Another key attribute in the Mudhoney mix was Arm’s role as a guitarist. In Green River Arm was the classic unencumbered front man, bounding about the stage with wild abandon. For Mudhoney, Turner wanted everyone, including the lead singer, to be contributing musically to the mix. “I had to make sure I had Mark playing guitar,” Turner says. “He had no real skill, but he made great noise. I didn’t want him jumping around the stage like he was in Green River.”
It’s been claimed in other interviews that Arm and Turner saw Mudhoney as a short-term project, consistent with the traditional punk rock narrative. “I don’t think I really expected anything when we first started,” Turner says. “Dan [Peters] was already playing in bands at the time, and I just wanted to put out a couple of singles – I suppose I saw it more as a project than a band. But everything came together really well.”
While both Turner and Arm had their musical roots in the hardcore scene, Mudhoney was considered more of a punk band. “We definitely considered ourselves a punk band – we didn’t feel much affinity with the hardcore bands, even though that’s where we came from,” Turner says. By the early ’90s punk had been appropriated and re-branded by the mainstream music industry and media as ‘grunge’. For Turner, what became known as grunge, had always been punk. “I thought of bands like Killdozer and Dinosaur Jr as punk bands. The scene was what it was – you could argue that the punk scene around 1986-1988 was the grunge scene,” Turner says.
Having made its mark with the early singles Touch Me I’m Sick, the cover of The Dicks’ Hate The Police and the Superfuzz Bigmuff EP released on the Seattle label SubPop, Mudhoney eventually signed a deal with Reprise Records, where the band would stay until the late ’90s. Turner says the experience of working with a major label wasn’t as bad as many in the punk rock world might expect. “I don’t know if we didn’t learn anything that we didn’t already know,” he says. “We got a good deal, and they really left us alone. But by the time we left, I think we’d been there a bit too long – we stayed so that we could use the recording budget they gave us.” Mudhoney subsequently returned to its SubPop origins, after the label arrested its potential terminal decline after a series of financial calamities. “I don’t see us leaving SubPop, unless it stops completely,” Turner says. “The whole industry has changed so much, and we’d never be on a major label again.”

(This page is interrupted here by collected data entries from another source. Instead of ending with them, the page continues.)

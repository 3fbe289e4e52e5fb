//! Declaration merging.
//!
//! When a name is declared again in a scope that already has a binding for it,
//! the pair of definition kinds decides what happens:
//!
//! | rule | effect |
//! |---|---|
//! | [`MergeRule::Merge`] | the new definition joins the existing binding |
//! | [`MergeRule::Coexist`] | a separate binding in the other meaning |
//! | [`MergeRule::Conflict`] | the new binding wins, an anomaly is recorded |
//!
//! Besides the declaration-space merges (namespaces, interfaces, classes,
//! enums), the merge set holds the pairs the language itself lets you
//! redeclare: `var`/`var`, `var`/function, function/function, and `var` or
//! function over a parameter.

use crate::binding::DefinitionKind;

#[derive(Debug, Clone, Copy, PartialEq, Eq, Hash)]
pub enum MergeRule {
    Merge,
    Coexist,
    Conflict,
}

/// The rule for redeclaring a name of kind `existing` with kind `incoming`.
/// Symmetric.
pub fn merge_rule(existing: DefinitionKind, incoming: DefinitionKind) -> MergeRule {
    if merges(existing, incoming) || merges(incoming, existing) {
        MergeRule::Merge
    } else if coexists(existing, incoming) || coexists(incoming, existing) {
        MergeRule::Coexist
    } else {
        MergeRule::Conflict
    }
}

fn merges(a: DefinitionKind, b: DefinitionKind) -> bool {
    use DefinitionKind::*;
    matches!(
        (a, b),
        (Namespace, Namespace)
            | (Namespace, Class)
            | (Namespace, Enum)
            | (Namespace, Function)
            | (Namespace, Interface)
            | (Interface, Interface)
            | (Interface, Class)
            | (Enum, Enum)
            | (Function, Function)
            | (Var, Var)
            | (Var, Function)
            | (Var, Parameter)
            | (Function, Parameter)
    )
}

fn coexists(a: DefinitionKind, b: DefinitionKind) -> bool {
    is_value_only(a) && is_type_only(b)
}

fn is_value_only(kind: DefinitionKind) -> bool {
    use DefinitionKind::*;
    matches!(
        kind,
        Var | Let | Const | Function | Parameter | CatchParameter | EnumMember | FunctionExpressionName
    )
}

fn is_type_only(kind: DefinitionKind) -> bool {
    use DefinitionKind::*;
    matches!(kind, TypeAlias | Interface | TypeParameter)
}

#[cfg(test)]
mod tests {
    use super::*;
    use crate::binding::Meaning;
    use DefinitionKind::*;

    #[test]
    fn test_table_is_symmetric() {
        for a in DefinitionKind::ALL {
            for b in DefinitionKind::ALL {
                assert_eq!(merge_rule(a, b), merge_rule(b, a), "{a} / {b}");
            }
        }
    }

    #[test]
    fn test_merging_pairs() {
        assert_eq!(merge_rule(Namespace, Namespace), MergeRule::Merge);
        assert_eq!(merge_rule(Class, Namespace), MergeRule::Merge);
        assert_eq!(merge_rule(Interface, Interface), MergeRule::Merge);
        assert_eq!(merge_rule(Class, Interface), MergeRule::Merge);
        assert_eq!(merge_rule(Function, Function), MergeRule::Merge);
        assert_eq!(merge_rule(Var, Var), MergeRule::Merge);
        assert_eq!(merge_rule(Parameter, Var), MergeRule::Merge);
        assert_eq!(merge_rule(Parameter, Function), MergeRule::Merge);
        assert_eq!(merge_rule(Enum, Enum), MergeRule::Merge);
    }

    #[test]
    fn test_legal_redeclarations_merge() {
        for (a, b) in [
            (Var, Var),
            (Var, Function),
            (Function, Function),
            (Function, Parameter),
            (Var, Parameter),
            (Enum, Enum),
        ] {
            assert_eq!(merge_rule(a, b), MergeRule::Merge, "{a} / {b}");
        }
        assert_eq!(merge_rule(Let, Function), MergeRule::Conflict);
        assert_eq!(merge_rule(Const, Parameter), MergeRule::Conflict);
    }

    #[test]
    fn test_value_and_type_coexist() {
        assert_eq!(merge_rule(Const, TypeAlias), MergeRule::Coexist);
        assert_eq!(merge_rule(Interface, Let), MergeRule::Coexist);
        assert_eq!(merge_rule(TypeParameter, Parameter), MergeRule::Coexist);
        assert_eq!(merge_rule(Function, TypeAlias), MergeRule::Coexist);
    }

    #[test]
    fn test_conflicts() {
        assert_eq!(merge_rule(Let, Let), MergeRule::Conflict);
        assert_eq!(merge_rule(Let, Var), MergeRule::Conflict);
        assert_eq!(merge_rule(Class, Class), MergeRule::Conflict);
        assert_eq!(merge_rule(Class, TypeAlias), MergeRule::Conflict);
        assert_eq!(merge_rule(TypeAlias, TypeAlias), MergeRule::Conflict);
        assert_eq!(merge_rule(ImportBinding, Var), MergeRule::Conflict);
        assert_eq!(merge_rule(Enum, Let), MergeRule::Conflict);
        assert_eq!(merge_rule(Parameter, Parameter), MergeRule::Conflict);
    }

    #[test]
    fn test_coexisting_kinds_have_disjoint_meanings() {
        for a in DefinitionKind::ALL {
            for b in DefinitionKind::ALL {
                if merge_rule(a, b) == MergeRule::Coexist {
                    assert!(
                        !a.meaning().intersects(b.meaning()),
                        "{a} and {b} coexist but share a meaning"
                    );
                }
            }
        }
        assert_eq!(Var.meaning() | Interface.meaning(), Meaning::BOTH);
    }
}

As for Mudhoney’s infamous show at The Tote when they were cajoled onto the stage for a set of covers, only to be confronted by a typically excited Ian Rilen participating in a chook raffle, Turner’s memories are hazy at best. “We were all so fucked up at that show,” he laughs. “I’m not even sure what a chook raffle is! But we knew who Ian Rilen was, because we’d heard X-Aspirations. It was great to meet him, and to hang out with him,” Turner says.
Rilen’s dedication to the rock ‘n’ roll cause presumably has had some subconscious effect on the members of Mudhoney: to see Mudhoney these days is to witness a bunch of grown-up kids still enjoying punk rock with the same youthful enthusiasm of yore. The title of Mudhoney’s last record, The Lucky Ones, suggests the band is acutely aware of its fortunate position in punk rock history. “We’re still here, and we get to do what we want to do,” Turner says. “And with our last record, we got to make a good record, which was lucky!”
And what of the nihilistic attitude conveyed in the lyric “No-one gives a shit what I do, so I’ll do it anyway” from the opening track of Turner’s solo record from a few years ago? “That’s kind of a freeing thought,” Turner explains. “It’s a happy thought, not a nihilistic thing. I’m happy doing what I’m doing. I like going to see shitty little bands!” Turner laughs.